La question au cœur du film consiste précisément à figurer ce lieu vide du pouvoir, tournant autour de son absence présumée (où est le Directeur de Tout ? Qui est-il ? Existe-t-il vraiment ? Que veut-il ?) ; Absence qui se trouve être en réalité le gage de l'efficacité du pouvoir du fait même qu'il devient le réceptacle dans lequel chacun projette ses propres désirs, craintes et espérances.
La nature fictionnelle du pouvoir
Bien que datant de 2006, le film illustre de manière exemplaire le basculement de formes de travail qui cherchent de plus en plus, à engager des dispositions plus subjectives, telles que la motivation, les émotions, l'attitude personnelle, l'empathie, voire même le désir. Cette dimension émotionnelle en appelle explicitement aux désirs inconscients, aux fantasmes et fragilités narcissiques de chacun.
Reste que cette dynamique passionnelle impulse des forces contradictoires et explosives dans l'organisation du travail.
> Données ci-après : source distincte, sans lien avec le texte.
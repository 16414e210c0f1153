//! Google Gemini backend.
//!
//! Streams answers from `streamGenerateContent` as server-sent events.

use super::{decode_lines, DeltaStream, LlmError};
use reqwest::{Client, StatusCode};
use serde::{Deserialize, Serialize};
use std::time::Duration;
use tracing::debug;

pub const DEFAULT_BASE_URL: &str = "https://generativelanguage.googleapis.com/v1beta";
pub const API_KEY_ENV: &str = "GOOGLE_API_KEY";

const PROVIDER: &str = "Gemini";
const API_KEY_HEADER: &str = "x-goog-api-key";

/// Use the configured key, else `GOOGLE_API_KEY`.
pub fn resolve_api_key(configured: Option<&str>) -> Result<String, LlmError> {
    let present = |key: &str| !key.trim().is_empty();
    configured
        .filter(|key| present(key))
        .map(str::to_string)
        .or_else(|| std::env::var(API_KEY_ENV).ok().filter(|key| present(key)))
        .ok_or(LlmError::MissingApiKey {
            provider: PROVIDER,
            env_var: API_KEY_ENV,
        })
}

pub struct GeminiBackend {
    pub model: String,
    api_key: String,
    base_url: String,
    client: Client,
}

impl GeminiBackend {
    pub fn new(model: String, api_key: String, base_url: String) -> Result<Self, LlmError> {
        // No overall timeout: a long answer can legitimately stream for minutes.
        let client = Client::builder()
            .connect_timeout(Duration::from_secs(10))
            .build()
            .map_err(LlmError::Client)?;

        Ok(Self {
            model,
            api_key,
            base_url: base_url.trim_end_matches('/').to_string(),
            client,
        })
    }

    fn stream_url(&self) -> String {
        format!(
            "{}/models/{}:streamGenerateContent",
            self.base_url, self.model
        )
    }

    pub async fn open_stream(&self, prompt: &str) -> Result<DeltaStream, LlmError> {
        let url = self.stream_url();
        let request = GeminiRequest {
            contents: vec![GeminiContent {
                role: "user".to_string(),
                parts: vec![GeminiPart {
                    text: prompt.to_string(),
                }],
            }],
        };

        debug!("Opening Gemini stream: {}", url);

        let response = self
            .client
            .post(&url)
            .query(&[("alt", "sse")])
            .header(API_KEY_HEADER, &self.api_key)
            .json(&request)
            .send()
            .await
            .map_err(|source| LlmError::Connect {
                provider: PROVIDER,
                source,
            })?;

        let status = response.status();
        if !status.is_success() {
            let body = response.text().await.unwrap_or_default();
            return Err(api_error(status, &body));
        }

        Ok(Box::pin(decode_lines(response.bytes_stream(), parse_sse_line)))
    }
}

fn api_error(status: StatusCode, body: &str) -> LlmError {
    let detail = serde_json::from_str::<GeminiErrorBody>(body)
        .map(|e| e.error.message)
        .unwrap_or_else(|_| body.trim().to_string());
    let message = match status.as_u16() {
        401 => format!("Invalid API key ({})", detail),
        403 => format!("API access forbidden ({})", detail),
        429 => format!("Rate limit exceeded ({})", detail),
        _ => detail,
    };
    LlmError::Api {
        provider: PROVIDER,
        status: status.as_u16(),
        message,
    }
}

/// Extract the answer fragment carried by one SSE line, if any.
pub(crate) fn parse_sse_line(line: &str) -> Result<Option<String>, LlmError> {
    let Some(data) = line.strip_prefix("data:") else {
        // Comments, `event:` fields and the blank separator lines.
        return Ok(None);
    };
    let data = data.trim();
    if data.is_empty() {
        return Ok(None);
    }

    let chunk: GeminiChunk = serde_json::from_str(data)?;
    if let Some(error) = chunk.error {
        return Err(LlmError::Backend(error.message));
    }
    if chunk
        .prompt_feedback
        .and_then(|f| f.block_reason)
        .is_some()
    {
        return Err(LlmError::Blocked);
    }

    let Some(candidate) = chunk.candidates.into_iter().next() else {
        return Ok(None);
    };
    if candidate.finish_reason.as_deref() == Some("SAFETY") {
        return Err(LlmError::Blocked);
    }

    let text: String = candidate
        .content
        .map(|c| c.parts.into_iter().filter_map(|p| p.text).collect())
        .unwrap_or_default();
    Ok((!text.is_empty()).then_some(text))
}

#[derive(Debug, Serialize)]
struct GeminiRequest {
    contents: Vec<GeminiContent>,
}

#[derive(Debug, Serialize)]
struct GeminiContent {
    role: String,
    parts: Vec<GeminiPart>,
}

#[derive(Debug, Serialize)]
struct GeminiPart {
    text: String,
}

#[derive(Debug, Deserialize)]
#[serde(rename_all = "camelCase")]
struct GeminiChunk {
    #[serde(default)]
    candidates: Vec<GeminiCandidate>,
    prompt_feedback: Option<GeminiPromptFeedback>,
    error: Option<GeminiErrorDetail>,
}

#[derive(Debug, Deserialize)]
#[serde(rename_all = "camelCase")]
struct GeminiCandidate {
    content: Option<GeminiResponseContent>,
    finish_reason: Option<String>,
}

#[derive(Debug, Deserialize)]
struct GeminiResponseContent {
    #[serde(default)]
    parts: Vec<GeminiResponsePart>,
}

#[derive(Debug, Deserialize)]
struct GeminiResponsePart {
    text: Option<String>,
}

#[derive(Debug, Deserialize)]
#[serde(rename_all = "camelCase")]
struct GeminiPromptFeedback {
    block_reason: Option<String>,
}

#[derive(Debug, Deserialize)]
struct GeminiErrorBody {
    error: GeminiErrorDetail,
}

#[derive(Debug, Deserialize)]
struct GeminiErrorDetail {
    message: String,
}
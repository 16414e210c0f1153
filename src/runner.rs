//! The event loop that drives one [`StreamingSession`].
//!
//! Three sources feed the session, polled in priority order: key presses
//! (so a cancel always wins), answer fragments, and the indicator timer.
//! Every event is applied on this one task, one at a time.
//!
//! The loop starts before the answer stream is open. While the request is
//! in flight the session sits in `Waiting` with the indicator spinning, and
//! a cancel drops the pending request.

use crate::llm::LlmError;
use crate::render::MarkdownRenderer;
use crate::session::{SessionEvent, StreamingSession};
use crate::ui::InlineViewport;
use anyhow::{Context, Result};
use crossterm::event::{Event, KeyCode, KeyEvent, KeyEventKind, KeyModifiers};
use futures::{Stream, StreamExt};
use std::future::Future;
use std::io::{self, Write};
use std::time::Duration;
use tokio::time::{interval_at, Instant, MissedTickBehavior};
use tracing::{debug, warn};

/// Whether a key press asks to abandon the answer.
pub fn is_cancel_key(event: &Event) -> bool {
    let Event::Key(KeyEvent {
        code,
        modifiers,
        kind,
        ..
    }) = event
    else {
        return false;
    };
    if *kind != KeyEventKind::Press {
        return false;
    }
    match code {
        KeyCode::Esc => true,
        KeyCode::Char('q') => !modifiers.contains(KeyModifiers::CONTROL),
        KeyCode::Char('c') => modifiers.contains(KeyModifiers::CONTROL),
        _ => false,
    }
}

/// Turn one item of the key stream into a session event, if it is one.
///
/// A failed or closed key stream sets `open` to false so it is not polled
/// again.
fn key_event(key: Option<io::Result<Event>>, open: &mut bool) -> Option<SessionEvent> {
    match key {
        Some(Ok(key)) if is_cancel_key(&key) => Some(SessionEvent::UserCancel),
        Some(Ok(_)) => None,
        Some(Err(e)) => {
            warn!("Terminal input failed, cancel keys disabled: {}", e);
            *open = false;
            None
        }
        None => {
            *open = false;
            None
        }
    }
}

/// Drive `session` until it reaches a terminal state.
///
/// `opening` resolves to the answer stream once the backend has accepted the
/// request. It is raced against the keys and the timer like any other
/// source, so the waiting frame is on screen and cancellable meanwhile. A
/// failure to open is returned as an error, after the live frame is erased.
///
/// The stream is dropped before returning, which closes the underlying
/// connection whether the answer finished, failed or was cancelled. Stream
/// errors after opening end up in the session.
pub async fn run<R, O, D, K, W>(
    session: &mut StreamingSession<R>,
    opening: O,
    keys: K,
    tick: Duration,
    viewport: &mut InlineViewport,
    out: &mut W,
) -> Result<()>
where
    R: MarkdownRenderer,
    O: Future<Output = Result<D, LlmError>>,
    D: Stream<Item = Result<String, LlmError>> + Unpin,
    K: Stream<Item = io::Result<Event>> + Unpin,
    W: Write,
{
    let mut keys = keys.fuse();
    let mut keys_open = true;
    let mut ticks = interval_at(Instant::now() + tick, tick);
    ticks.set_missed_tick_behavior(MissedTickBehavior::Skip);

    viewport
        .draw(out, &session.current_view())
        .context("Failed to draw the answer")?;

    tokio::pin!(opening);
    let mut deltas = loop {
        let event = tokio::select! {
            biased;

            key = keys.next(), if keys_open => match key_event(key, &mut keys_open) {
                Some(event) => event,
                None => continue,
            },
            opened = &mut opening => match opened {
                Ok(deltas) => break deltas,
                Err(e) => {
                    viewport.clear(out).context("Failed to draw the answer")?;
                    return Err(e).context("Failed to start the answer stream");
                }
            },
            _ = ticks.tick() => SessionEvent::IndicatorTick,
        };

        if session.apply(event) && !session.is_terminal() {
            viewport
                .draw(out, &session.current_view())
                .context("Failed to draw the answer")?;
        }
        if session.is_terminal() {
            debug!(state = ?session.state(), "request abandoned before the stream opened");
            return viewport
                .finish(out, &session.current_view())
                .context("Failed to draw the answer");
        }
    };

    while !session.is_terminal() {
        let event = tokio::select! {
            biased;

            key = keys.next(), if keys_open => match key_event(key, &mut keys_open) {
                Some(event) => event,
                None => continue,
            },
            delta = deltas.next() => match delta {
                Some(Ok(text)) => SessionEvent::TextDelta(text),
                Some(Err(e)) => SessionEvent::StreamError(e.to_string()),
                None => SessionEvent::EndOfStream,
            },
            _ = ticks.tick() => SessionEvent::IndicatorTick,
        };

        if session.apply(event) && !session.is_terminal() {
            viewport
                .draw(out, &session.current_view())
                .context("Failed to draw the answer")?;
        }
    }

    drop(deltas);
    debug!(
        state = ?session.state(),
        complete = session.is_complete(),
        rows = viewport.drawn_rows(),
        "stream released"
    );

    viewport
        .finish(out, &session.current_view())
        .context("Failed to draw the answer")?;
    Ok(())
}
Ce "Directeur de Tout", à la fois omniprésent et invisible, concentre toute l'hostilité et la haine, à tel point que, acculé face à la véhémence croissante des salariés de l'entreprise à son égard, Kristoffer, l'avatar virtuel du dirigeant, s'en sort par une pirouette tout à fait absurde, qui consiste rien de moins qu'à inventer un "Directeur du Directeur de Tout" situé aux États-Unis, qui serait donc son supérieur direct et le véritable agent (dans l'ombre) de tous les dysfonctionnements et frustrations !
La comédie d'entreprise
Le pouvoir opère à la fois comme un miroir et comme un leurre. Chacun y retrouve à souhait une image grandiose de lui-même, canalisant les angoisses concernant son identité et offrant simultanément une forme de réassurance. Bien que prenant la forme d'un leurre, le pouvoir n'exerce pas moins de puissants effets de déformation de la réalité, en particulier par la prégnance du déni qui vise justement à préserver cette image à la fois idéalisée et déformée. Ainsi, chacun conserve à part soi ce lien (faussement) privilégié qu'il pense entretenir avec le "Directeur de Tout", à l'exclusion des autres, alors que tout ceci ne se révèle être qu'une coquille vide.
Une question reste alors en suspens, en forme d'abîme, comme l'un des fils directeurs qui parcourent non seulement la filmographie du Direktør, mais également la vie des organisations :
d'où provient cette fascination par et pour le pouvoir ?
quelles gratifications, souvent inconscientes, s'y trouvent par-là même assouvies ?
et surtout : quelle est notre responsabilité dans cette mise en scène à laquelle nous prenons part, d'une façon ou d'une autre ?
« Aucune leçon, aucune manipulation. Juste un bon moment », prononce Von Trier d'une malicieuse voix off au début de son film. Qu'il nous soit permis d'en douter...
Sources : La Tribune du 17 octobre 2023; Le nouvel esprit du capitalisme; Le Capitalisme émotionnel.